You see the extremes/ Of what humans can be?
In that distance some tension’s born
Energy surging like a storm
You plunge your hand in
And draw it back scorched
Beneath it’s shining like Gold but better
Rumours of glory
Cockburn sings with pointed compassion of people crowded together in mass anonymity—“each one alone but not alone”—each person opaque in their loneliness and translucent all at once. “Behind the pain/fear / etched on the faces / something is shining / like gold but better / rumours of glory.”
Like almost no other artist I’ve known in my pilgrimage of fifty years – save, perhaps, Thomas Merton – Cockburn has gifted me with a language for in-seeing a world limned in resurrection hope, even while I stumble half-blind through my daily tasks like the blind man of Bethsaida, who after Jesus’ first attempt to heal him could only see people “looking like trees and walking” (Mark 8:24). But Christ is there, hidden in light and shadow, calling us forward into our freedom.

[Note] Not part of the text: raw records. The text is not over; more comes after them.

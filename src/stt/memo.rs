//! Recognition memoization keyed by audio content.

use super::SpeechRecognizer;
use crate::cache::{CacheNamespace, CacheValue, SharedCache};
use crate::error::{HuddleError, Result};
use crate::pipeline::messages::Utterance;
use async_trait::async_trait;
use std::sync::Arc;
use std::time::Duration;

/// Caches transcripts by the blake3 digest of the utterance audio.
///
/// Empty transcripts are cached too; errors are not.
pub struct MemoizedRecognizer {
    inner: Arc<dyn SpeechRecognizer>,
    cache: SharedCache,
    ttl: Duration,
}

impl MemoizedRecognizer {
    /// Wrap `inner`.
    pub fn new(inner: Arc<dyn SpeechRecognizer>, cache: SharedCache, ttl: Duration) -> Self {
        Self { inner, cache, ttl }
    }

    /// Cache key for `utterance`.
    pub fn key(utterance: &Utterance) -> String {
        blake3::hash(&utterance.pcm).to_hex().to_string()
    }
}

#[async_trait]
impl SpeechRecognizer for MemoizedRecognizer {
    fn name(&self) -> &str {
        self.inner.name()
    }

    async fn recognize(&self, utterance: &Utterance) -> Result<String> {
        let key = Self::key(utterance);
        let value = self
            .cache
            .get_or_try_insert_with(CacheNamespace::Stt, &key, self.ttl, || async {
                self.inner.recognize(utterance).await.map(CacheValue::Text)
            })
            .await?;
        value
            .into_text()
            .ok_or_else(|| HuddleError::Stt(format!("cache entry {key} is not text")))
    }
}
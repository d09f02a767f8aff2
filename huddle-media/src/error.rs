//! Error types for the huddle-media crate.
//!
//! Messages are stable strings suitable for showing to the user who
//! requested a track. Raw resolver stderr is truncated before it lands here.

/// Errors that can occur while classifying or resolving media sources.
#[derive(Debug, thiserror::Error)]
pub enum MediaError {
    /// The resolver found nothing for the query.
    #[error("no results for query: {0}")]
    NoResults(String),

    /// The resolver process could not be spawned or exited non-zero.
    #[error("resolver failed: {0}")]
    Resolver(String),

    /// The resolver did not answer within the configured timeout.
    #[error("resolver timed out: {0}")]
    Timeout(String),

    /// Resolver output could not be parsed.
    #[error("parse error: {0}")]
    Parse(String),

    /// Invalid resolver configuration.
    #[error("config error: {0}")]
    Config(String),
}

/// Convenience type alias for huddle-media results.
pub type Result<T> = std::result::Result<T, MediaError>;
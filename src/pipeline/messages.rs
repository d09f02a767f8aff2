//! Message types passed between pipeline stages.

use bytes::Bytes;
use serde::{Deserialize, Serialize};
use std::fmt;
use tokio::time::Instant;

macro_rules! string_id {
    ($(#[$meta:meta])* $name:ident) => {
        $(#[$meta])*
        #[derive(Debug, Clone, PartialEq, Eq, Hash, PartialOrd, Ord, Serialize, Deserialize)]
        #[serde(transparent)]
        pub struct $name(String);

        impl $name {
            /// Wrap an identifier.
            pub fn new(id: impl Into<String>) -> Self {
                Self(id.into())
            }

            /// Borrow the identifier.
            pub fn as_str(&self) -> &str {
                &self.0
            }
        }

        impl fmt::Display for $name {
            fn fmt(&self, f: &mut fmt::Formatter<'_>) -> fmt::Result {
                f.write_str(&self.0)
            }
        }

        impl From<&str> for $name {
            fn from(s: &str) -> Self {
                Self(s.to_owned())
            }
        }

        impl From<String> for $name {
            fn from(s: String) -> Self {
                Self(s)
            }
        }
    };
}

string_id!(
    /// Identifier of a voice call (one voice channel membership).
    CallId
);
string_id!(
    /// Identifier of a participant in a call.
    UserId
);
string_id!(
    /// Conversational agent session identifier, stable per call.
    SessionId
);

/// One packet of decoded transport audio from a single speaker.
#[derive(Debug, Clone)]
pub struct PcmFrame {
    /// Speaker that produced the frame.
    pub user: UserId,
    /// Interleaved signed 16-bit little-endian samples.
    pub data: Bytes,
    /// Arrival time at the transport boundary.
    pub received_at: Instant,
}

/// Input to a call's segmenter stage, in transport arrival order.
#[derive(Debug, Clone)]
pub enum VoiceInput {
    /// A decoded audio frame.
    Frame(PcmFrame),
    /// The transport's speaking indicator changed for a user.
    Speaking {
        /// Speaker whose indicator changed.
        user: UserId,
        /// `true` on start, `false` on end.
        speaking: bool,
    },
    /// A user left the call; their partial speech is discarded.
    SpeakerLeft(UserId),
}

/// A finalized span of one speaker's audio, ready for recognition.
///
/// Cheap to clone; the audio is reference counted and never mutated.
#[derive(Debug, Clone)]
pub struct Utterance {
    /// Call the speaker is in.
    pub call: CallId,
    /// Speaker.
    pub user: UserId,
    /// Concatenated transport frames (s16le, transport rate and layout).
    pub pcm: Bytes,
    /// Number of frames in `pcm` classified as speech.
    pub speech_frames: u32,
    /// Finalization time.
    pub finalized_at: Instant,
}

impl Utterance {
    /// Total sample count across all channels.
    pub fn sample_count(&self) -> usize {
        self.pcm.len() / 2
    }
}

/// Text recognized from one utterance.
#[derive(Debug, Clone)]
pub struct Transcription {
    /// Call the utterance belonged to.
    pub call: CallId,
    /// Speaker.
    pub user: UserId,
    /// Recognized text (never empty when delivered to the gate).
    pub text: String,
    /// When the utterance was finalized.
    pub audio_finalized_at: Instant,
    /// When recognition completed.
    pub transcribed_at: Instant,
}
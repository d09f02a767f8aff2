//! # huddle-media
//!
//! Media source handling for huddle's playback scheduler.
//!
//! ## Design
//!
//! - [`classify`] decides whether a query is directly playable, a platform
//!   page needing a stream lookup, or free text needing a search
//! - [`MediaResolver`] is the seam to the slow external lookup; the default
//!   backend is [`YtDlpResolver`]
//! - No caching here: the caller owns the TTL cache so resolution, search
//!   and speech synthesis share one eviction policy

pub mod config;
pub mod error;
pub mod resolver;
pub mod source;
pub mod types;
pub mod ytdlp;

pub use config::ResolverConfig;
pub use error::{MediaError, Result};
pub use resolver::MediaResolver;
pub use source::{canonical_url, classify, is_url};
pub use types::{SourceKind, TrackInfo};
pub use ytdlp::YtDlpResolver;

In “All the Diamonds,” one of his most beloved songs among long-time fans, Cockburn sees Christ coming toward us, ship-bound and shining, “like a pearl in a sea of liquid jade”; and again, “like a crystal swan in a sky of suns.” In “Look How Far the Light Came,” Cockburn invites us to see the dance of divine light in “glasses of wine on a crate” set before two friends, where persons and the earthly elements “seem to glow from within.”
Across many decades and dozens of albums, I have followed Cockburn’s music not because his artistic genius points back to himself but because his music somehow mediates an image of the world ordered by faith, a living bridge to a world redeemed in Christ. Indeed Cockburn’s sense of Christ himself as a “pulsating bridge from me to God” evokes the darkly liminal spaces of a perilous journey in open-eyed faith, those spaces between Jerusalem and Emmaus where we feel our hearts “burning within us” (Luke 24:32) even while we cannot yet imagine the promised destination.

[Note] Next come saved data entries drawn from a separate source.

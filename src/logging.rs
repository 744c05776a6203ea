use tracing_subscriber::EnvFilter;

/// Install the global subscriber; diagnostics go to stderr so stdout only
/// carries command output
pub fn init_tracing(default_filter: &str) {
    let env_filter =
        EnvFilter::try_from_default_env().unwrap_or_else(|_| EnvFilter::new(default_filter));

    tracing_subscriber::fmt()
        .with_env_filter(env_filter)
        .with_target(false)
        .with_writer(std::io::stderr)
        .init();
}
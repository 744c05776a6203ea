use serde::Deserialize;
use std::path::{Path, PathBuf};
use x_api_client::{ClientConfig, DEFAULT_API_BASE};
use x_oauth::{ConsumerCredentials, DEFAULT_TOKEN_FILE, TokenStore};

pub const CONSUMER_KEY_VAR: &str = "XCLI_CONSUMER_KEY";
pub const CONSUMER_SECRET_VAR: &str = "XCLI_CONSUMER_SECRET";
pub const API_ADDRESS_VAR: &str = "XCLI_API_ADDRESS";
pub const TOKEN_FILE_VAR: &str = "XCLI_TOKEN_FILE";

/// On-disk form of the consumer credentials
#[derive(Debug, Deserialize)]
struct CredentialsFile {
    consumer_key: String,
    consumer_secret: String,
}

/// Build the client configuration
///
/// `env` looks up a variable; `main` passes `std::env::var`. Command-line
/// paths take precedence over the environment.
pub fn resolve<F>(
    env: F,
    token_file: Option<PathBuf>,
    credentials_file: Option<&Path>,
) -> Result<ClientConfig, Box<dyn std::error::Error>>
where
    F: Fn(&str) -> Option<String>,
{
    let credentials = match credentials_file {
        Some(path) => read_credentials_file(path)?,
        None => ConsumerCredentials::new(
            env(CONSUMER_KEY_VAR).unwrap_or_default().trim(),
            env(CONSUMER_SECRET_VAR).unwrap_or_default().trim(),
        ),
    };

    let api_base = normalize_api_base(
        &env(API_ADDRESS_VAR).unwrap_or_else(|| DEFAULT_API_BASE.to_string()),
    );

    let token_file = token_file
        .or_else(|| env(TOKEN_FILE_VAR).map(PathBuf::from))
        .unwrap_or_else(|| PathBuf::from(DEFAULT_TOKEN_FILE));

    Ok(ClientConfig::new(credentials)
        .with_api_base(api_base)
        .with_token_store(TokenStore::new(token_file)))
}

fn read_credentials_file(path: &Path) -> Result<ConsumerCredentials, Box<dyn std::error::Error>> {
    let content = std::fs::read_to_string(path).map_err(|e| {
        format!(
            "Failed to read credentials file '{}': {}",
            path.display(),
            e
        )
    })?;
    let file: CredentialsFile = serde_json::from_str(&content).map_err(|e| {
        format!(
            "Failed to parse credentials file '{}': {}",
            path.display(),
            e
        )
    })?;
    Ok(ConsumerCredentials::new(
        file.consumer_key.trim(),
        file.consumer_secret.trim(),
    ))
}

/// Default to https:// and drop trailing slashes so endpoints can be appended
fn normalize_api_base(address: &str) -> String {
    let address = address.trim().trim_end_matches('/');
    if address.starts_with("http://") || address.starts_with("https://") {
        address.to_string()
    } else {
        format!("https://{}", address)
    }
}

By contrast to so many self-styled (and slickly marketed) “Christian artists,” whose music seems to conflate faith with triumphal certitude and whose image of Christ appears frozen in flood-lit, transfigured glory, Cockburn dares to seek after him in the gray shadowlands between life and death, despair and hope, defeat and glory. Christ remains a “rumour,” stirring in all things, “like Gold but better.” The dark light of faith between Good Friday and Easter Sunday remains a suggestive half-light, never cleanly resolved.

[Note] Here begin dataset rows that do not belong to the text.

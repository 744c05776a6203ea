use axum::{
    Router,
    extract::{Path, RawQuery},
    http::{HeaderMap, StatusCode},
    routing::{get, post},
};
use tempfile::tempdir;
use x_api_client::{ApiClient, ClientConfig, ClientError, QueryParams, ReqwestTransport};
use x_oauth::{ConsumerCredentials, TokenStore};

const EXPECTED_BASIC: &str = "Basic Y29uc3VtZXJLZXk6Y29uc3VtZXJTZWNyZXQ=";

fn header(headers: &HeaderMap, name: &str) -> String {
    headers
        .get(name)
        .and_then(|v| v.to_str().ok())
        .unwrap_or_default()
        .to_string()
}

async fn token_handler(headers: HeaderMap, body: String) -> (StatusCode, String) {
    let content_type_ok =
        header(&headers, "content-type") == "application/x-www-form-urlencoded;charset=UTF-8";
    if header(&headers, "authorization") == EXPECTED_BASIC
        && content_type_ok
        && body == "grant_type=client_credentials"
    {
        (
            StatusCode::OK,
            r#"{"token_type":"bearer","access_token":"abc123"}"#.to_string(),
        )
    } else {
        (
            StatusCode::FORBIDDEN,
            r#"{"errors":[{"code":99,"message":"Unable to verify your credentials"}]}"#
                .to_string(),
        )
    }
}

async fn space_handler(
    Path(id): Path<String>,
    RawQuery(query): RawQuery,
    headers: HeaderMap,
) -> String {
    serde_json::json!({
        "id": id,
        "query": query.unwrap_or_default(),
        "authorization": header(&headers, "authorization"),
    })
    .to_string()
}

/// Start a local stand-in for the API and return its base URL
async fn spawn_server() -> String {
    let app = Router::new()
        .route("/oauth2/token", post(token_handler))
        .route("/2/spaces/:id", get(space_handler));

    let listener = tokio::net::TcpListener::bind("127.0.0.1:0").await.unwrap();
    let addr = listener.local_addr().unwrap();
    tokio::spawn(async move {
        axum::serve(listener, app).await.ok();
    });

    format!("http://{}", addr)
}

fn config(base: &str, key: &str, store: TokenStore) -> ClientConfig {
    ClientConfig::new(ConsumerCredentials::new(key, "consumerSecret"))
        .with_api_base(base)
        .with_token_store(store)
}

#[tokio::test]
async fn test_authenticate_and_get_over_http() {
    let base = spawn_server().await;
    let dir = tempdir().unwrap();
    let store = TokenStore::new(dir.path().join("auth_tokens.json"));

    let mut client = ApiClient::new(
        config(&base, "consumerKey", store.clone()),
        ReqwestTransport::new().unwrap(),
    );
    client.authenticate().await.unwrap();
    assert_eq!(store.load().unwrap().bearer_token, "abc123");

    // A fresh client picks the token up from disk
    let mut client = ApiClient::new(
        config(&base, "consumerKey", store),
        ReqwestTransport::new().unwrap(),
    );
    let mut params = QueryParams::new();
    params.insert(
        "space.fields".to_string(),
        "host_ids,created_at,title,participant_count".to_string(),
    );
    let body = client.get("/2/spaces/42", &params).await.unwrap();

    let echoed: serde_json::Value = serde_json::from_str(&body).unwrap();
    assert_eq!(echoed["id"], "42");
    assert_eq!(
        echoed["query"],
        "space.fields=host_ids%2Ccreated_at%2Ctitle%2Cparticipant_count"
    );
    assert_eq!(echoed["authorization"], "Bearer abc123");
}

#[tokio::test]
async fn test_authenticate_rejected_over_http() {
    let base = spawn_server().await;
    let dir = tempdir().unwrap();
    let store = TokenStore::new(dir.path().join("auth_tokens.json"));

    let mut client = ApiClient::new(
        config(&base, "wrongKey", store.clone()),
        ReqwestTransport::new().unwrap(),
    );
    let err = client.authenticate().await.unwrap_err();

    match err {
        ClientError::InvalidCredentials(reason) => {
            assert!(reason.contains("Unable to verify your credentials"))
        }
        other => panic!("Expected InvalidCredentials, got {:?}", other),
    }
    assert!(!store.path().exists());
}

#[tokio::test]
async fn test_connection_refused_is_network_error() {
    // Grab a free port, then close it again
    let listener = tokio::net::TcpListener::bind("127.0.0.1:0").await.unwrap();
    let addr = listener.local_addr().unwrap();
    drop(listener);

    let dir = tempdir().unwrap();
    let store = TokenStore::new(dir.path().join("auth_tokens.json"));
    let mut client = ApiClient::new(
        config(&format!("http://{}", addr), "consumerKey", store),
        ReqwestTransport::new().unwrap(),
    );

    let err = client.authenticate().await.unwrap_err();
    assert!(matches!(err, ClientError::Network(_)));
}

Nowhere is this tensive dynamic better realized than in Cockburn’s devastating recording of 1984, “If I had a Rocket Launcher,” a song written after he had spent several days visiting Guatemalan refugee camps in the border region of Chiapas, Mexico. Set darkly over a hypnotic guitar riff, the song paints a scene of descending dread as a helicopter gunship approaches the refugee camp, “second time today,” while “everybody scatters and hopes it goes away.” In his notebooks from the camps, alongside the names and stories of the survivors, Cockburn had scribbled: “I understand now why people want to kill.” Cockburn is that rare artist today whose work blends with disarming force both the mystical and prophetic strands of the Christian tradition.
Cockburn’s long-awaited autobiography, Rumours of Glory, has just been released, and I’m having a hard time putting it down. I’ll save my thoughts about the book for a future post. For now, I’ll leave you with “Gavin’s Woodpile,” a darkly beautiful lament for a world increasingly bereft of solitude, bled dry of humanity, and colonized by greed, where Cockburn finds hope shimmering, if momentarily, while chopping wood outside a friend’s cabin under a red-blood sunset Eucharist:
A mist rises as the sun goes down
And the light that’s left forms a kind of crown
The earth is bread, the sun is wine
It’s a sign of a hope that’s ours for all time.